YOUR GOAL → Among the entries below, which lines include the string "program"? Show each one.
::: RECORDS SHOWN :::
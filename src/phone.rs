//! Phone number normalization
//!
//! Every comparison in callercard runs on the canonical form: the decimal
//! digits of the input, in order, with everything else dropped.

/// Reduce any phone representation to its digits.
///
/// `"+30 (210) 484-8484"` becomes `"302104848484"`. Input without digits
/// yields an empty string.
pub fn normalize(raw: &str) -> String {
    raw.chars().filter(char::is_ascii_digit).collect()
}

/// Whether a stored canonical number refers to the canonical `target`.
///
/// Historical records may carry a country code or trunk prefix the query
/// lacks, so this is a suffix test. Short targets match broadly; an empty
/// target never matches.
pub fn matches_suffix(stored: &str, target: &str) -> bool {
    !target.is_empty() && stored.ends_with(target)
}
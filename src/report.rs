//! Caller card rendering
//!
//! A card combines what is known about a number: the directory entry (if
//! any), call history stats and, for unknown callers, web results. It can
//! be rendered as terminal text, an HTML fragment or JSON.

use once_cell::sync::Lazy;
use regex::Regex;
use serde::Serialize;

use crate::directory::CustomerProfile;
use crate::errors::Result;
use crate::highlight::{self, emphasis, escape};
use crate::search::SearchResult;
use crate::stats::CallStats;

/// Notes longer than this are cut with an ellipsis
const NOTE_MAX_CHARS: usize = 200;

#[derive(Debug, Clone, Serialize)]
pub struct CallerCard {
    /// The number as it was queried
    pub phone: String,
    pub customer: Option<CustomerProfile>,
    pub stats: CallStats,
    pub web_results: Vec<SearchResult>,
}

impl CallerCard {
    pub fn is_known(&self) -> bool {
        self.customer.is_some()
    }

    /// Short title for notifications
    pub fn title(&self) -> String {
        match &self.customer {
            Some(c) => c.business_name.clone(),
            None => format!("Unknown caller {}", self.phone),
        }
    }

    /// One-line summary: owed amount for customers, history counts for everyone
    pub fn summary(&self) -> String {
        let mut parts = Vec::new();
        if let Some(c) = &self.customer {
            if !c.program.is_empty() {
                parts.push(c.program.clone());
            }
            parts.push(format!("Owes {}", euro(c.unpaid_total())));
        }
        parts.push(
            self.stats
                .ordered_directions()
                .iter()
                .map(|(d, s)| format!("{} {}", d, s.total))
                .collect::<Vec<_>>()
                .join(", "),
        );
        parts.join(" | ")
    }

    pub fn render_text(&self) -> String {
        let mut lines = Vec::new();
        match &self.customer {
            Some(c) => {
                let mut header = c.business_name.clone();
                if !c.program.is_empty() {
                    header.push_str(&format!(" ({})", c.program));
                }
                if !c.sector.is_empty() {
                    header.push_str(&format!(" [{}]", c.sector));
                }
                lines.push(format!("{} | Owes: {}", header, euro(c.unpaid_total())));

                let details = contact_details(c);
                if !details.is_empty() {
                    lines.push(details.join(" | "));
                }
                let note = short_note(&c.notes);
                if !note.is_empty() {
                    lines.push(format!("Note: {}", note));
                }
                if !c.tags.is_empty() {
                    let names: Vec<&str> = c.tags.iter().map(|t| t.name.as_str()).collect();
                    lines.push(format!("Tags: {}", names.join(", ")));
                }
                if !c.services.is_empty() {
                    lines.push("Services:".to_string());
                    lines.extend(c.services.iter().map(|s| {
                        format!(
                            "  {:<28} {:>12}  {:<10}  {}",
                            s.description,
                            euro(s.amount),
                            s.date,
                            if s.paid { "yes" } else { "no" }
                        )
                    }));
                }
                lines.push(format!("Unpaid total: {}", euro(c.unpaid_total())));
            }
            None => {
                lines.push(format!("Unknown caller  {}", self.phone));
                if !self.web_results.is_empty() {
                    lines.push("Web results:".to_string());
                    lines.extend(self.web_results.iter().map(|r| format!("  - {}", r.title)));
                }
            }
        }

        lines.push("Calls:".to_string());
        lines.extend(self.stats.ordered_directions().iter().map(|(direction, s)| {
            format!(
                "  {:<9} T {:>3}  W {:>3}  total {:>4}",
                format!("{}:", direction),
                s.today,
                s.week,
                s.total
            )
        }));
        if !self.stats.statuses.is_empty() {
            let statuses: Vec<String> = self
                .stats
                .statuses_by_count()
                .iter()
                .map(|(label, count)| format!("{} {}", label, count))
                .collect();
            lines.push(format!("Statuses: {}", statuses.join(", ")));
        }

        let mut out = lines.join("\n");
        out.push('\n');
        out
    }

    /// HTML fragment; web result titles get the number highlighted in `color`
    pub fn render_html(&self, color: &str) -> String {
        let mut out = String::from("<div class='caller-card'>");
        match &self.customer {
            Some(c) => {
                out.push_str(&format!("<h2>{}", escape(&c.business_name)));
                if !c.program.is_empty() {
                    out.push_str(&format!(" <small>( {} )</small>", escape(&c.program)));
                }
                if !c.sector.is_empty() {
                    out.push_str(&format!(" <small>[{}]</small>", escape(&c.sector)));
                }
                out.push_str(&format!(" | Owes: {}</h2>", escape(&euro(c.unpaid_total()))));

                let details = contact_details(c);
                if !details.is_empty() {
                    out.push_str(&format!("<p>{}</p>", escape(&details.join(" | "))));
                }
                let note = short_note(&c.notes);
                if !note.is_empty() {
                    out.push_str(&format!("<p><b>Note:</b> {}</p>", escape(&note)));
                }
                if !c.tags.is_empty() {
                    out.push_str("<div class='tags'>");
                    for t in &c.tags {
                        out.push_str(&format!(
                            "<span class='tag' style='background:{};'>{}</span>",
                            html_escape::encode_single_quoted_attribute(&t.color),
                            escape(&t.name)
                        ));
                    }
                    out.push_str("</div>");
                }
                if !c.services.is_empty() {
                    out.push_str(
                        "<table><thead><tr><th>job descr</th><th>euro amount</th>\
                         <th>date</th><th>paid</th></tr></thead><tbody>",
                    );
                    for s in &c.services {
                        out.push_str(&format!(
                            "<tr><td>{}</td><td>{}</td><td>{}</td><td>{}</td></tr>",
                            escape(&s.description),
                            escape(&euro(s.amount)),
                            escape(&s.date),
                            if s.paid { "yes" } else { "no" }
                        ));
                    }
                    out.push_str("</tbody></table>");
                }
                out.push_str(&format!(
                    "<div class='unpaid'>Unpaid total: {}</div>",
                    escape(&euro(c.unpaid_total()))
                ));
            }
            None => {
                out.push_str(&format!(
                    "<span class='pill'>Unknown Caller</span> <b>{}</b>",
                    escape(&self.phone)
                ));
                if !self.web_results.is_empty() {
                    out.push_str("<div class='web'><b>Web results</b><ul>");
                    for r in &self.web_results {
                        let title = highlight::highlight(&r.title, &self.phone, emphasis(color));
                        out.push_str(&format!("<li>{}</li>", title));
                    }
                    out.push_str("</ul></div>");
                }
            }
        }

        out.push_str("<div class='stats'>");
        for (direction, s) in self.stats.ordered_directions() {
            out.push_str(&format!(
                "<div>{}: T {} W {}</div>",
                direction, s.today, s.week
            ));
        }
        out.push_str("</div></div>");
        out
    }

    pub fn render_json(&self) -> Result<String> {
        Ok(serde_json::to_string_pretty(self)?)
    }
}

fn contact_details(c: &CustomerProfile) -> Vec<String> {
    let mut details = Vec::new();
    let owner = c.owner_full();
    if !owner.is_empty() {
        details.push(format!("Owner: {}", owner));
    }
    if !c.vat.is_empty() {
        details.push(format!("VAT: {}", c.vat));
    }
    if !c.email.is_empty() {
        details.push(format!("Email: {}", c.email));
    }
    details
}

/// Plain-text note, cut to [`NOTE_MAX_CHARS`]
fn short_note(notes: &str) -> String {
    let plain = strip_html(notes);
    if plain.chars().count() > NOTE_MAX_CHARS {
        let cut: String = plain.chars().take(NOTE_MAX_CHARS).collect();
        format!("{}…", cut)
    } else {
        plain
    }
}

/// Remove tags, collapse whitespace and decode entities
pub fn strip_html(s: &str) -> String {
    static TAG: Lazy<Regex> = Lazy::new(|| Regex::new(r"(?s)<[^>]+>").expect("Valid tag regex"));
    static SPACE: Lazy<Regex> = Lazy::new(|| Regex::new(r"\s+").expect("Valid whitespace regex"));

    if s.is_empty() {
        return String::new();
    }
    let no_tags = TAG.replace_all(s, " ");
    let collapsed = SPACE.replace_all(&no_tags, " ");
    html_escape::decode_html_entities(collapsed.trim()).into_owned()
}

/// Euro amount in Greek notation: `€1.234,50`
pub fn euro(amount: f64) -> String {
    let cents = (amount.abs() * 100.0).round() as u64;
    let whole = (cents / 100).to_string();
    let mut grouped = String::with_capacity(whole.len() + whole.len() / 3);
    for (i, c) in whole.chars().enumerate() {
        if i > 0 && (whole.len() - i) % 3 == 0 {
            grouped.push('.');
        }
        grouped.push(c);
    }
    let sign = if amount < 0.0 && cents > 0 { "-" } else { "" };
    format!("{}€{},{:02}", sign, grouped, cents % 100)
}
:::
TASK OUTPUT →
            if !c.program.is_empty() {
                parts.push(c.program.clone());
                if !c.program.is_empty() {
                    header.push_str(&format!(" ({})", c.program));
                if !c.program.is_empty() {
                    out.push_str(&format!(" <small>( {} )</small>", escape(&c.program)));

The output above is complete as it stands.